┌─ Records shown
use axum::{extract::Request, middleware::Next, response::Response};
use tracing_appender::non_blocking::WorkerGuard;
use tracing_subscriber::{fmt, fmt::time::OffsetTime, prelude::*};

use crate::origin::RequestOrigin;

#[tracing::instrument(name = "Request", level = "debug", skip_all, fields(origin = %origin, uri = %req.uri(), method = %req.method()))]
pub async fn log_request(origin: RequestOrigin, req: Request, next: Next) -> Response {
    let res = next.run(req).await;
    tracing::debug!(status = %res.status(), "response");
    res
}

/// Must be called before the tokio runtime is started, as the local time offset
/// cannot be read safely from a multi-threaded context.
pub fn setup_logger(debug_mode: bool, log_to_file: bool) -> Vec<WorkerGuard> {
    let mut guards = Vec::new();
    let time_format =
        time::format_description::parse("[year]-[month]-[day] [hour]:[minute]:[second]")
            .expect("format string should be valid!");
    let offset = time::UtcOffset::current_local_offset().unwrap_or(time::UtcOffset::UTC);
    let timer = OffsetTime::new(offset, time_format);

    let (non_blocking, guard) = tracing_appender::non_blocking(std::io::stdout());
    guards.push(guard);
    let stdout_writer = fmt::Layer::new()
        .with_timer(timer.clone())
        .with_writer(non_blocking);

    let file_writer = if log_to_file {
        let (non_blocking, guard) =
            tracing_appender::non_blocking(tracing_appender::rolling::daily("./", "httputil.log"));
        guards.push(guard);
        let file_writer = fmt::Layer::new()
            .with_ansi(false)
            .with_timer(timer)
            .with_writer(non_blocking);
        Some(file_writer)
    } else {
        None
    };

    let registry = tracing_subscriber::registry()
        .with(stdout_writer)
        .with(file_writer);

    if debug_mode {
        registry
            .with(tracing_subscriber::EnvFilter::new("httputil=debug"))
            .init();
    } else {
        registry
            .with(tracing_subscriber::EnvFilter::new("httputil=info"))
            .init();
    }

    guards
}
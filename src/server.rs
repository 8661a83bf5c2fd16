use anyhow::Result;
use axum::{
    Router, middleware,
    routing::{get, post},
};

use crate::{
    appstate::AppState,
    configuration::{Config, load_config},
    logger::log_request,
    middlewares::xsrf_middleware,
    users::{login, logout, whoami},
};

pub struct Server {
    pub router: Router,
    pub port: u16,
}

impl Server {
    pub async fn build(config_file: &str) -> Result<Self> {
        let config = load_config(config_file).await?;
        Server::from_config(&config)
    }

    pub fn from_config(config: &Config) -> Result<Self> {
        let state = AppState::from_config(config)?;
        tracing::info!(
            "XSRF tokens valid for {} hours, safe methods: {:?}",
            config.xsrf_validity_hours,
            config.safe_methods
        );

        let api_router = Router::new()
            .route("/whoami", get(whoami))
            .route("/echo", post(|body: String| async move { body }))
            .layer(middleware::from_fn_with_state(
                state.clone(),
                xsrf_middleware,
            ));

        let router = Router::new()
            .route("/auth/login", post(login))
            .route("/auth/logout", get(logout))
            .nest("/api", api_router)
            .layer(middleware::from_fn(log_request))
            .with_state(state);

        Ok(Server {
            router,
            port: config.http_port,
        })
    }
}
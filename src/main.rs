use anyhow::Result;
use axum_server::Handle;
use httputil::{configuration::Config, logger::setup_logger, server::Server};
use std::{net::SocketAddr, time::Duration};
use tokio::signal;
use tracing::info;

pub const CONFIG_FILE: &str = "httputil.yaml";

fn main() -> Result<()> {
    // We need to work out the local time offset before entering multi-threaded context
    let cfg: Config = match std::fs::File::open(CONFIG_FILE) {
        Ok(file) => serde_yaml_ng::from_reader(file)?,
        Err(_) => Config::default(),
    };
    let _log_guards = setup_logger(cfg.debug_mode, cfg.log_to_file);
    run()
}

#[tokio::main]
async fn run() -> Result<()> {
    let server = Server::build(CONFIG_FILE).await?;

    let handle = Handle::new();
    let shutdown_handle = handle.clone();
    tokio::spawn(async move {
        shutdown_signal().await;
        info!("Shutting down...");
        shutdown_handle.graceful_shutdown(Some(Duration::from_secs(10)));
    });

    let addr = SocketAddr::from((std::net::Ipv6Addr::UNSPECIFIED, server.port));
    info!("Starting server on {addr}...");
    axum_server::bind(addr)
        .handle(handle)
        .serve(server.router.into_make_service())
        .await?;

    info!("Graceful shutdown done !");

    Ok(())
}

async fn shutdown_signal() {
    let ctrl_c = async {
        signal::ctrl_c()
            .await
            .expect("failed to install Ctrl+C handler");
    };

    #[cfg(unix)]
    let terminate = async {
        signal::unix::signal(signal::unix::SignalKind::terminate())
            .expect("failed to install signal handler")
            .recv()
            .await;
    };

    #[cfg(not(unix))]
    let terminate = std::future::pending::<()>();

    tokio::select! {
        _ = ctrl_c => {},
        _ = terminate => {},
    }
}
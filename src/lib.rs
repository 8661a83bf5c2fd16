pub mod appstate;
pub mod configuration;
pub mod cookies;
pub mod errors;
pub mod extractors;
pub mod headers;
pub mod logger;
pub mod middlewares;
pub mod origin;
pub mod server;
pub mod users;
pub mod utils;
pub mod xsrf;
└─
*What is required*. The reply should be a precise retyping of all the data.

*Exercise solution*.
use axum::{extract::Request, middleware::Next, response::Response};
use tracing_appender::non_blocking::WorkerGuard;
use tracing_subscriber::{fmt, fmt::time::OffsetTime, prelude::*};

use crate::origin::RequestOrigin;

#[tracing::instrument(name = "Request", level = "debug", skip_all, fields(origin = %origin, uri = %req.uri(), method = %req.method()))]
pub async fn log_request(origin: RequestOrigin, req: Request, next: Next) -> Response {
    let res = next.run(req).await;
    tracing::debug!(status = %res.status(), "response");
    res
}

/// Must be called before the tokio runtime is started, as the local time offset
/// cannot be read safely from a multi-threaded context.
pub fn setup_logger(debug_mode: bool, log_to_file: bool) -> Vec<WorkerGuard> {
    let mut guards = Vec::new();
    let time_format =
        time::format_description::parse("[year]-[month]-[day] [hour]:[minute]:[second]")
            .expect("format string should be valid!");
    let offset = time::UtcOffset::current_local_offset().unwrap_or(time::UtcOffset::UTC);
    let timer = OffsetTime::new(offset, time_format);

    let (non_blocking, guard) = tracing_appender::non_blocking(std::io::stdout());
    guards.push(guard);
    let stdout_writer = fmt::Layer::new()
        .with_timer(timer.clone())
        .with_writer(non_blocking);

    let file_writer = if log_to_file {
        let (non_blocking, guard) =
            tracing_appender::non_blocking(tracing_appender::rolling::daily("./", "httputil.log"));
        guards.push(guard);
        let file_writer = fmt::Layer::new()
            .with_ansi(false)
            .with_timer(timer)
            .with_writer(non_blocking);
        Some(file_writer)
    } else {
        None
    };

    let registry = tracing_subscriber::registry()
        .with(stdout_writer)
        .with(file_writer);

    if debug_mode {
        registry
            .with(tracing_subscriber::EnvFilter::new("httputil=debug"))
            .init();
    } else {
        registry
            .with(tracing_subscriber::EnvFilter::new("httputil=info"))
            .init();
    }

    guards
}
filename src/server.rs
repository 8661a83bf5c2fd16
use anyhow::Result;
use axum::{
    Router, middleware,
    routing::{get, post},
};

use crate::{
    appstate::AppState,
    configuration::{Config, load_config},
    logger::log_request,
    middlewares::xsrf_middleware,
    users::{login, logout, whoami},
};

pub struct Server {
    pub router: Router,
    pub port: u16,
}

impl Server {
    pub async fn build(config_file: &str) -> Result<Self> {
        let config = load_config(config_file).await?;
        Server::from_config(&config)
    }

    pub fn from_config(config: &Config) -> Result<Self> {
        let state = AppState::from_config(config)?;
        tracing::info!(
            "XSRF tokens valid for {} hours, safe methods: {:?}",
            config.xsrf_validity_hours,
            config.safe_methods
        );

        let api_router = Router::new()
            .route("/whoami", get(whoami))
            .route("/echo", post(|body: String| async move { body }))
            .layer(middleware::from_fn_with_state(
                state.clone(),
                xsrf_middleware,
            ));

        let router = Router::new()
            .route("/auth/login", post(login))
            .route("/auth/logout", get(logout))
            .nest("/api", api_router)
            .layer(middleware::from_fn(log_request))
            .with_state(state);

        Ok(Server {
            router,
            port: config.http_port,
        })
    }
}
filename src/main.rs
use anyhow::Result;
use axum_server::Handle;
use httputil::{configuration::Config, logger::setup_logger, server::Server};
use std::{net::SocketAddr, time::Duration};
use tokio::signal;
use tracing::info;

pub const CONFIG_FILE: &str = "httputil.yaml";

fn main() -> Result<()> {
    // We need to work out the local time offset before entering multi-threaded context
    let cfg: Config = match std::fs::File::open(CONFIG_FILE) {
        Ok(file) => serde_yaml_ng::from_reader(file)?,
        Err(_) => Config::default(),
    };
    let _log_guards = setup_logger(cfg.debug_mode, cfg.log_to_file);
    run()
}

#[tokio::main]
async fn run() -> Result<()> {
    let server = Server::build(CONFIG_FILE).await?;

    let handle = Handle::new();
    let shutdown_handle = handle.clone();
    tokio::spawn(async move {
        shutdown_signal().await;
        info!("Shutting down...");
        shutdown_handle.graceful_shutdown(Some(Duration::from_secs(10)));
    });

    let addr = SocketAddr::from((std::net::Ipv6Addr::UNSPECIFIED, server.port));
    info!("Starting server on {addr}...");
    axum_server::bind(addr)
        .handle(handle)
        .serve(server.router.into_make_service())
        .await?;

    info!("Graceful shutdown done !");

    Ok(())
}

async fn shutdown_signal() {
    let ctrl_c = async {
        signal::ctrl_c()
            .await
            .expect("failed to install Ctrl+C handler");
    };

    #[cfg(unix)]
    let terminate = async {
        signal::unix::signal(signal::unix::SignalKind::terminate())
            .expect("failed to install signal handler")
            .recv()
            .await;
    };

    #[cfg(not(unix))]
    let terminate = std::future::pending::<()>();

    tokio::select! {
        _ = ctrl_c => {},
        _ = terminate => {},
    }
}
filename src/lib.rs
repository 8661a83bf5c2fd16
pub mod appstate;
pub mod configuration;
pub mod cookies;
pub mod errors;
pub mod extractors;
pub mod headers;
pub mod logger;
pub mod middlewares;
pub mod origin;
pub mod server;
pub mod users;
pub mod utils;
pub mod xsrf;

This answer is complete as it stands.